━━━━━ WORKING DATA

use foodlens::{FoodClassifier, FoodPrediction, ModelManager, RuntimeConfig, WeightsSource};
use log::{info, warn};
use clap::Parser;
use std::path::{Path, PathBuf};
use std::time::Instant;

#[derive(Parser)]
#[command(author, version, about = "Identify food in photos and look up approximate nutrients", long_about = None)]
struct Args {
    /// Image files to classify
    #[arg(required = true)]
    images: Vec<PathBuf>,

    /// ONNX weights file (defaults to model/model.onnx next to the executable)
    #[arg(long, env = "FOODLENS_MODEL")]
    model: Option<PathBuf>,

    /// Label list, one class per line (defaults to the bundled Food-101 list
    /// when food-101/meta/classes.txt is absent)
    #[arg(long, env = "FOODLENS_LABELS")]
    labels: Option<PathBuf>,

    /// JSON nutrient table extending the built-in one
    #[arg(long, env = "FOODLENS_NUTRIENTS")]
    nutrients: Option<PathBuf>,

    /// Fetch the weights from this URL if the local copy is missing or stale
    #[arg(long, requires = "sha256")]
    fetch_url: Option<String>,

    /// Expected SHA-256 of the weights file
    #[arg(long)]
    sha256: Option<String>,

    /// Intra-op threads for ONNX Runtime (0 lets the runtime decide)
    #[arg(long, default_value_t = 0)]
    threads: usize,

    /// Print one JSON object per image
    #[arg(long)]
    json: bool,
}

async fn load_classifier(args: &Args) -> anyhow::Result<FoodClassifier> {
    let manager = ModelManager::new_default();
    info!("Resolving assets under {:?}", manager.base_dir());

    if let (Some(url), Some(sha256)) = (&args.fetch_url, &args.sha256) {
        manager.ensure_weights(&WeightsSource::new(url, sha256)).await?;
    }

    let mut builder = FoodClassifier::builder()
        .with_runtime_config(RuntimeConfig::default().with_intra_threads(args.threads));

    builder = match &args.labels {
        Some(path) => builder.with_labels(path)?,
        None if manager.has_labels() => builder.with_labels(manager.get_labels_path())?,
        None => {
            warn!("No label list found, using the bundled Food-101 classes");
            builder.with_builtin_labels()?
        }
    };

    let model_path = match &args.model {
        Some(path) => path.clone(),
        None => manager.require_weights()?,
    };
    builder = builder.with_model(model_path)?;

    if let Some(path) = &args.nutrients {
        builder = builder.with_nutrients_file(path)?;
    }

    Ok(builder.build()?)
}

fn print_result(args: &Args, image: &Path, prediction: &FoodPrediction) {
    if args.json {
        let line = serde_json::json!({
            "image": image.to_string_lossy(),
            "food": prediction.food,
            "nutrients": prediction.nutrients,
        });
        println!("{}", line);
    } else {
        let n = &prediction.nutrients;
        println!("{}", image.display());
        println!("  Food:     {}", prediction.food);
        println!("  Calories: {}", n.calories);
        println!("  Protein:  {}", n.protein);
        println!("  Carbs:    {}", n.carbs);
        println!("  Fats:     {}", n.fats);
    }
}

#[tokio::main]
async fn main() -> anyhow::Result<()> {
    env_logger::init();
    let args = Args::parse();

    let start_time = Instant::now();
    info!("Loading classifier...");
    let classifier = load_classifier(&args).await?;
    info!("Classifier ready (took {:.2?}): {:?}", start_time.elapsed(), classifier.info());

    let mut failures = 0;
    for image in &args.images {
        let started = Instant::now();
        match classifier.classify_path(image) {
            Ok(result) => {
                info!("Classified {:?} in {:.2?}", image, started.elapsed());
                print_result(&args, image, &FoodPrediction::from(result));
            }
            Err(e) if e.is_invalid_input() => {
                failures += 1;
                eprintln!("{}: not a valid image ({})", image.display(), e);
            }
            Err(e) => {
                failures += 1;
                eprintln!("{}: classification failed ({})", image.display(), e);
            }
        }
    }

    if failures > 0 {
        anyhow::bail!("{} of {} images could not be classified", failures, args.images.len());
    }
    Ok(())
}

━━━━━━━━━━

ABOUT THIS EXERCISE = Print all records shown above, word for word.

EXERCISE OUTPUT =
use foodlens::{FoodClassifier, FoodPrediction, ModelManager, RuntimeConfig, WeightsSource};
use log::{info, warn};
use clap::Parser;
use std::path::{Path, PathBuf};
use std::time::Instant;

#[derive(Parser)]
#[command(author, version, about = "Identify food in photos and look up approximate nutrients", long_about = None)]
struct Args {
    /// Image files to classify
    #[arg(required = true)]
    images: Vec<PathBuf>,

    /// ONNX weights file (defaults to model/model.onnx next to the executable)
    #[arg(long, env = "FOODLENS_MODEL")]
    model: Option<PathBuf>,

    /// Label list, one class per line (defaults to the bundled Food-101 list
    /// when food-101/meta/classes.txt is absent)
    #[arg(long, env = "FOODLENS_LABELS")]
    labels: Option<PathBuf>,

    /// JSON nutrient table extending the built-in one
    #[arg(long, env = "FOODLENS_NUTRIENTS")]
    nutrients: Option<PathBuf>,

    /// Fetch the weights from this URL if the local copy is missing or stale
    #[arg(long, requires = "sha256")]
    fetch_url: Option<String>,

    /// Expected SHA-256 of the weights file
    #[arg(long)]
    sha256: Option<String>,

    /// Intra-op threads for ONNX Runtime (0 lets the runtime decide)
    #[arg(long, default_value_t = 0)]
    threads: usize,

    /// Print one JSON object per image
    #[arg(long)]
    json: bool,
}

async fn load_classifier(args: &Args) -> anyhow::Result<FoodClassifier> {
    let manager = ModelManager::new_default();
    info!("Resolving assets under {:?}", manager.base_dir());

    if let (Some(url), Some(sha256)) = (&args.fetch_url, &args.sha256) {
        manager.ensure_weights(&WeightsSource::new(url, sha256)).await?;
    }

    let mut builder = FoodClassifier::builder()
        .with_runtime_config(RuntimeConfig::default().with_intra_threads(args.threads));

    builder = match &args.labels {
        Some(path) => builder.with_labels(path)?,
        None if manager.has_labels() => builder.with_labels(manager.get_labels_path())?,
        None => {
            warn!("No label list found, using the bundled Food-101 classes");
            builder.with_builtin_labels()?
        }
    };

    let model_path = match &args.model {
        Some(path) => path.clone(),
        None => manager.require_weights()?,
    };
    builder = builder.with_model(model_path)?;

    if let Some(path) = &args.nutrients {
        builder = builder.with_nutrients_file(path)?;
    }

    Ok(builder.build()?)
}

fn print_result(args: &Args, image: &Path, prediction: &FoodPrediction) {
    if args.json {
        let line = serde_json::json!({
            "image": image.to_string_lossy(),
            "food": prediction.food,
            "nutrients": prediction.nutrients,
        });
        println!("{}", line);
    } else {
        let n = &prediction.nutrients;
        println!("{}", image.display());
        println!("  Food:     {}", prediction.food);
        println!("  Calories: {}", n.calories);
        println!("  Protein:  {}", n.protein);
        println!("  Carbs:    {}", n.carbs);
        println!("  Fats:     {}", n.fats);
    }
}

#[tokio::main]
async fn main() -> anyhow::Result<()> {
    env_logger::init();
    let args = Args::parse();

    let start_time = Instant::now();
    info!("Loading classifier...");
    let classifier = load_classifier(&args).await?;
    info!("Classifier ready (took {:.2?}): {:?}", start_time.elapsed(), classifier.info());

    let mut failures = 0;
    for image in &args.images {
        let started = Instant::now();
        match classifier.classify_path(image) {
            Ok(result) => {
                info!("Classified {:?} in {:.2?}", image, started.elapsed());
                print_result(&args, image, &FoodPrediction::from(result));
            }
            Err(e) if e.is_invalid_input() => {
                failures += 1;
                eprintln!("{}: not a valid image ({})", image.display(), e);
            }
            Err(e) => {
                failures += 1;
                eprintln!("{}: classification failed ({})", image.display(), e);
            }
        }
    }

    if failures > 0 {
        anyhow::bail!("{} of {} images could not be classified", failures, args.images.len());
    }
    Ok(())
}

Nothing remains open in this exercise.